Todavía andaba con esa particular lucha interna por acomodarse al cambio vital el día que Javier llegó a casa con un regalo adelantado por su cumpleaños.

—En septiembre nos vamos al Caribe —anunció.

—¿Al Caribe?

—Al Caribe, sí.

—… —(incredulidad).

—¿Y eso?

—¿Quién cumple los años el 7 de septiembre?

—¡Yo!

—¿Y qué más motivos quieres para irnos?

—Pero… ¿y el niño?, ¿y el trabajo?

—Ya está todo arreglado. Más adelante nos cogeremos esas dos semanas de septiembre, que nadie las quiere, porque todo el mundo prefiere agosto. Y mis padres se vendrán a casa diez días para quedarse con nuestro cachorro.

—Pero Julián empieza el colegio entonces, no es buen momento para irnos…

—Nos iremos a finales de mes, cuando el niño ya se haya adaptado.

—Pero…

—¡Ya basta de peros! ¿Es que no quieres pasarte nueve días tumbada al sol, vuelta y vuelta, y ocho noches durmiendo de un tirón después de haber hecho el amor salvajemente con el sonido de las olas como único sonido y no con el berrido de nuestro querido niño que se despierta cuando menos lo esperamos?

—… —(beso apasionado).

—¿Entonces?

—… —(beso apasionado).

—¿Te parece bien?

—… —(beso apasionado)—. ¡Vámonos hoy!

—… —(beso apasionado)—. No puede ser, tendremos que esperar para darnos ese homenaje.

—¡Pero aún faltan más de nueve meses!

—Las mejores cosas se hacen esperar, lo dice todo el mundo.

—… (beso apasionado).

—… (beso apasionado).

Y así, beso apasionado va, beso apasionado viene, se quedaron sin viaje al Caribe porque en las fechas en las que Carmen debería haber andado preparando las maletas con biquinis, pareos y cremas bronceadoras y antimosquitos estaba en un quirófano de la Casa de la Salud, empujando, llorando, maldiciendo y sufriendo para parir al segundo de sus hijos, que se llamó Álvaro porque a Julián le encantaba el nombre y prometió que si su hermano pequeño se llamaba así, le cuidaría y no le pegaría y le enseñaría cuáles eran los mejores dibujos animados.

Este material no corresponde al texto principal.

pub mod blob_classifier;
pub mod blob_detector;
pub mod color_histogram;
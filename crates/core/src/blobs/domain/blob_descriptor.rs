use ndarray::Array3;

use crate::features::domain::feature_extractor::Descriptors;

/// Appearance summary of a blob used for nearest-neighbour classification.
#[derive(Clone, Debug, PartialEq)]
pub struct BlobDescriptor {
    histogram: Array3<f32>,
    keypoints: Descriptors,
    label: u32,
}

impl BlobDescriptor {
    pub fn new(histogram: Array3<f32>, keypoints: Descriptors, label: u32) -> Self {
        Self {
            histogram,
            keypoints,
            label,
        }
    }

    /// Joint color histogram, each bin a fraction of the blob's pixel count.
    pub fn histogram(&self) -> &Array3<f32> {
        &self.histogram
    }

    pub fn keypoints(&self) -> &Descriptors {
        &self.keypoints
    }

    pub fn label(&self) -> u32 {
        self.label
    }
}
#[cfg(test)]
mod tests {
    use super::*;

    fn parse(args: &[&str]) -> Cli {
        Cli::try_parse_from(std::iter::once("critterscope").chain(args.iter().copied())).unwrap()
    }

    fn touch(dir: &Path, name: &str) -> PathBuf {
        let path = dir.join(name);
        std::fs::write(&path, b"").unwrap();
        path
    }

    // ── parse_reference ─────────────────────────────────────────────

    #[test]
    fn test_parse_reference() {
        let (label, path) = parse_reference("3=refs/bean.png").unwrap();
        assert_eq!(label, 3);
        assert_eq!(path, PathBuf::from("refs/bean.png"));
    }

    #[test]
    fn test_parse_reference_rejects_malformed() {
        assert!(parse_reference("bean.png").is_err());
        assert!(parse_reference("x=bean.png").is_err());
        assert!(parse_reference("-1=bean.png").is_err());
        assert!(parse_reference("2=").is_err());
    }

    // ── argument parsing ────────────────────────────────────────────

    #[test]
    fn test_blobs_defaults() {
        let cli = parse(&["blobs", "in.png"]);
        match cli.command {
            Command::Blobs {
                resize,
                extractor,
                references,
                ..
            } => {
                assert_eq!(resize, 1.0);
                assert_eq!(extractor, ExtractorKind::Orb);
                assert!(references.is_empty());
            }
            _ => panic!("expected blobs"),
        }
    }

    #[test]
    fn test_blobs_repeated_references() {
        let cli = parse(&[
            "blobs", "in.png", "--reference", "1=a.png", "--reference", "2=b.png", "--extractor", "surf",
        ]);
        match cli.command {
            Command::Blobs {
                references,
                extractor,
                ..
            } => {
                assert_eq!(references.len(), 2);
                assert_eq!(references[1].0, 2);
                assert_eq!(extractor, ExtractorKind::Surf);
            }
            _ => panic!("expected blobs"),
        }
    }

    #[test]
    fn test_merge_requires_output() {
        let args = ["critterscope", "merge", "in.png", "--cascade-dir", "cascades"];
        assert!(Cli::try_parse_from(args).is_err());
    }

    // ── validate ────────────────────────────────────────────────────

    #[test]
    fn test_validate_missing_input() {
        let cli = parse(&["blobs", "/nonexistent/in.png"]);
        assert!(validate(&cli).is_err());
    }

    #[test]
    fn test_validate_blobs_ok() {
        let dir = tempfile::tempdir().unwrap();
        let input = touch(dir.path(), "in.png");
        let reference = touch(dir.path(), "ref.jpg");
        let cli = parse(&[
            "blobs",
            input.to_str().unwrap(),
            "--reference",
            &format!("4={}", reference.display()),
            "--resize",
            "0.5",
        ]);
        assert!(validate(&cli).is_ok());
    }

    #[test]
    fn test_validate_rejects_unknown_label() {
        let dir = tempfile::tempdir().unwrap();
        let input = touch(dir.path(), "in.png");
        let reference = touch(dir.path(), "ref.png");
        let cli = parse(&[
            "blobs",
            input.to_str().unwrap(),
            "--reference",
            &format!("0={}", reference.display()),
        ]);
        assert!(validate(&cli).is_err());
    }

    #[test]
    fn test_validate_rejects_resize_out_of_range() {
        let dir = tempfile::tempdir().unwrap();
        let input = touch(dir.path(), "in.png");
        for resize in ["0", "1.5", "NaN"] {
            let cli = parse(&["blobs", input.to_str().unwrap(), "--resize", resize]);
            assert!(validate(&cli).is_err(), "resize {resize} accepted");
        }
    }

    #[test]
    fn test_validate_faces_needs_cascade_dir() {
        let dir = tempfile::tempdir().unwrap();
        let input = touch(dir.path(), "in.png");
        let missing = dir.path().join("cascades");
        let cli = parse(&[
            "faces",
            input.to_str().unwrap(),
            "--cascade-dir",
            missing.to_str().unwrap(),
        ]);
        assert!(validate(&cli).is_err());
    }

    #[test]
    fn test_validate_merge_output_extension() {
        let dir = tempfile::tempdir().unwrap();
        let input = touch(dir.path(), "in.png");
        let cli = parse(&[
            "merge",
            input.to_str().unwrap(),
            "--cascade-dir",
            dir.path().to_str().unwrap(),
            "--output",
            "merged.txt",
        ]);
        assert!(validate(&cli).is_err());
    }

    #[test]
    fn test_is_image_case_insensitive() {
        assert!(is_image(Path::new("a.PNG")));
        assert!(!is_image(Path::new("a.mp4")));
        assert!(!is_image(Path::new("noext")));
    }

    // ── merge_all ───────────────────────────────────────────────────

    #[test]
    fn test_merge_all_empty_is_none() {
        assert!(merge_all(&[]).unwrap().is_none());
    }

    #[test]
    fn test_merge_all_single_face_unchanged() {
        let face = Face::new(
            Species::Cat,
            Frame::blank(10, 10, 3),
            FaceLandmarks::cat(10.0, 10.0),
            Rect::new(0, 0, 10, 10),
        );
        let merged = merge_all(std::slice::from_ref(&face)).unwrap().unwrap();
        assert_eq!(merged, face);
    }
}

Álvaro no lloró, durmió la noche entera desde los dos meses, aceptó la teta de su madre sin rechistar y se cambió al biberón cuando ella se tuvo que reincorporar a la biblioteca, y devoró la papilla de frutas desde la primera cucharada, y así hasta el día de hoy, pero ella siguió con esa desazón, con esa sensación de que la vida que tenía no era la que quería, y ese sentimiento se multiplicaba por diez, o por más, cuando le sobrevenía un instante de sinceridad y tenía que reconocerse a sí misma que, en realidad, nunca tendría esa vida, la que quería, porque ni siquiera sabía cuál era la vida que quería vivir.

O sí, pero no se atreve. Y eso sí que no quiere contárselo a nadie, y mucho menos a ella misma.